PUMA BIOTECHNOLOGY INC - PBYI STOCK NEWS

Puma Biotechnology (PBYI) reported second quarter 2021 financial results, with NERLYNX revenue at $48.9 million, a slight increase from $48.8 million in Q2 2020. Total revenue was $53.4 million, down from $70.6 million in the same period last year. The company posted a net loss of $5.1 million, or $0.13 per share, compared to a net income of $3.4 million in Q2 2020. Operating expenses rose to $70.0 million from $63.5 million. Cash reserves increased to $108.9 million as of June 30, 2021. Key milestones include upcoming data on neratinib trials and FDA discussions for accelerated approvals.

Puma Biotechnology, Inc. (NASDAQ: PBYI) has entered into a note purchase agreement with Athyrium Capital Management for the issuance of up to $125 million in notes, split into two tranches. The first tranche of $100 million was successfully closed on July 23, 2023, to retire an existing loan with Oxford Finance LLC. The second tranche of $25 million is planned for general corporate use and to support NERLYNX® initiatives. The notes will mature in July 2026, with further details to be filed with the SEC.

Puma Biotechnology (NASDAQ: PBYI) will host a conference call on August 5, 2021, at 1:30 p.m. PDT to discuss its Q2 2021 financial results. Investors can access the call via phone or through a live webcast available on the company's website.

Puma focuses on cancer care innovations, notably the oral and IV formulations of neratinib, marketed as NERLYNX®. The drug has received FDA approvals for breast cancer treatment, highlighting Puma's commitment to enhancing cancer care through its innovative products.

Puma Biotechnology announced the grant of inducement restricted stock unit awards totaling 34,375 shares to five new non-executive employees, effective July 1, 2021. These awards, part of the 2017 Inducement Plan, vest over three years. Additionally, Alvin Wong received an inducement stock option for 90,000 shares at an exercise price of $10.21 in conjunction with his appointment as Chief Scientific Officer. This award also vests over a period of time, contingent on continued employment.
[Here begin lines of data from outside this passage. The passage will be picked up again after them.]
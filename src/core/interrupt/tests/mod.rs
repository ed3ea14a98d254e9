// SPDX-License-Identifier: Apache-2.0
// Copyright 2025 itsakeyfut
//
// Licensed under the Apache License, Version 2.0 (the "License");
// you may not use this file except in compliance with the License.
// You may obtain a copy of the License at
//
//     http://www.apache.org/licenses/LICENSE-2.0
//
// Unless required by applicable law or agreed to in writing, software
// distributed under the License is distributed on an "AS IS" BASIS,
// WITHOUT WARRANTIES OR CONDITIONS OF ANY KIND, either express or implied.
// See the License for the specific language governing permissions and
// limitations under the License.

mod basic;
Puma Biotechnology announced FDA approval for a labeling supplement for NERLYNX, incorporating dosing escalation based on findings from the Phase II CONTROL Trial. The new 133 count SKU aims to better meet patient needs. The CONTROL study demonstrated significant improvements, including a 60% reduction in Grade 3 diarrhea and 80% reduction in discontinuation rates, enhancing treatment tolerability. The company believes these changes will extend therapy duration and benefit more HER2-positive breast cancer patients.

Puma Biotechnology (NASDAQ: PBYI) announced on June 2, 2021, the grant of inducement restricted stock unit awards covering 30,375 shares to five new non-executive employees. This grant follows the 2017 Employment Inducement Incentive Award Plan, enabling equity awards to new hires. The shares will vest over three years, with one-third vesting on the first anniversary and one-sixth every six months thereafter, contingent on continued service. These awards are provided as an inducement for new employees, in compliance with Nasdaq Listing Rule 5635(c)(4).

Puma Biotechnology (NASDAQ: PBYI) presented interim results from the Phase II SUMMIT trial at the 2021 ASCO Annual Meeting. The trial evaluated neratinib's efficacy in patients with EGFR exon 18-mutant non-small cell lung cancer (NSCLC), particularly those with central nervous system (CNS) involvement. Among 10 evaluable patients, 60% had a partial response, with an overall clinical benefit of 80%. The median duration of response was 7.5 months, and median progression-free survival was 9.1 months. Neratinib was well tolerated, with no grade 3 diarrhea reported, suggesting its potential as a safe treatment option for challenging cases.

Puma Biotechnology (PBYI) presented findings at the 2021 ASCO Annual Meeting regarding the Phase II CONTROL trial, focusing on diarrhea management during neratinib treatment for early-stage HER2-positive breast cancer. The study compared antidiarrheal strategies, revealing that dose escalation (DE) significantly reduced grade 3 diarrhea incidence (13.3% vs. 39.9%) compared to the ExteNET trial. The DE cohort also experienced fewer treatment discontinuations due to diarrhea (3.3% vs. 14.5%) and had a longer average treatment duration. These results advocate for dose escalation as an effective diarrhea management strategy with improved tolerability.

Puma Biotechnology (NASDAQ: PBYI) presented findings from the Phase III ExteNET trial at the 2021 ASCO Annual Meeting, highlighting the positive impact of neratinib on overall survival in patients with early-stage HER2-positive breast cancer. The study involved 2,840 patients and compared outcomes of neratinib versus placebo over 11 months. Results showed improved overall survival rates: 92.2% for neratinib versus 90.2% for placebo in the intention-to-treat population. The findings suggest that extended adjuvant therapy with neratinib can reduce recurrence risk and improve survival outcomes.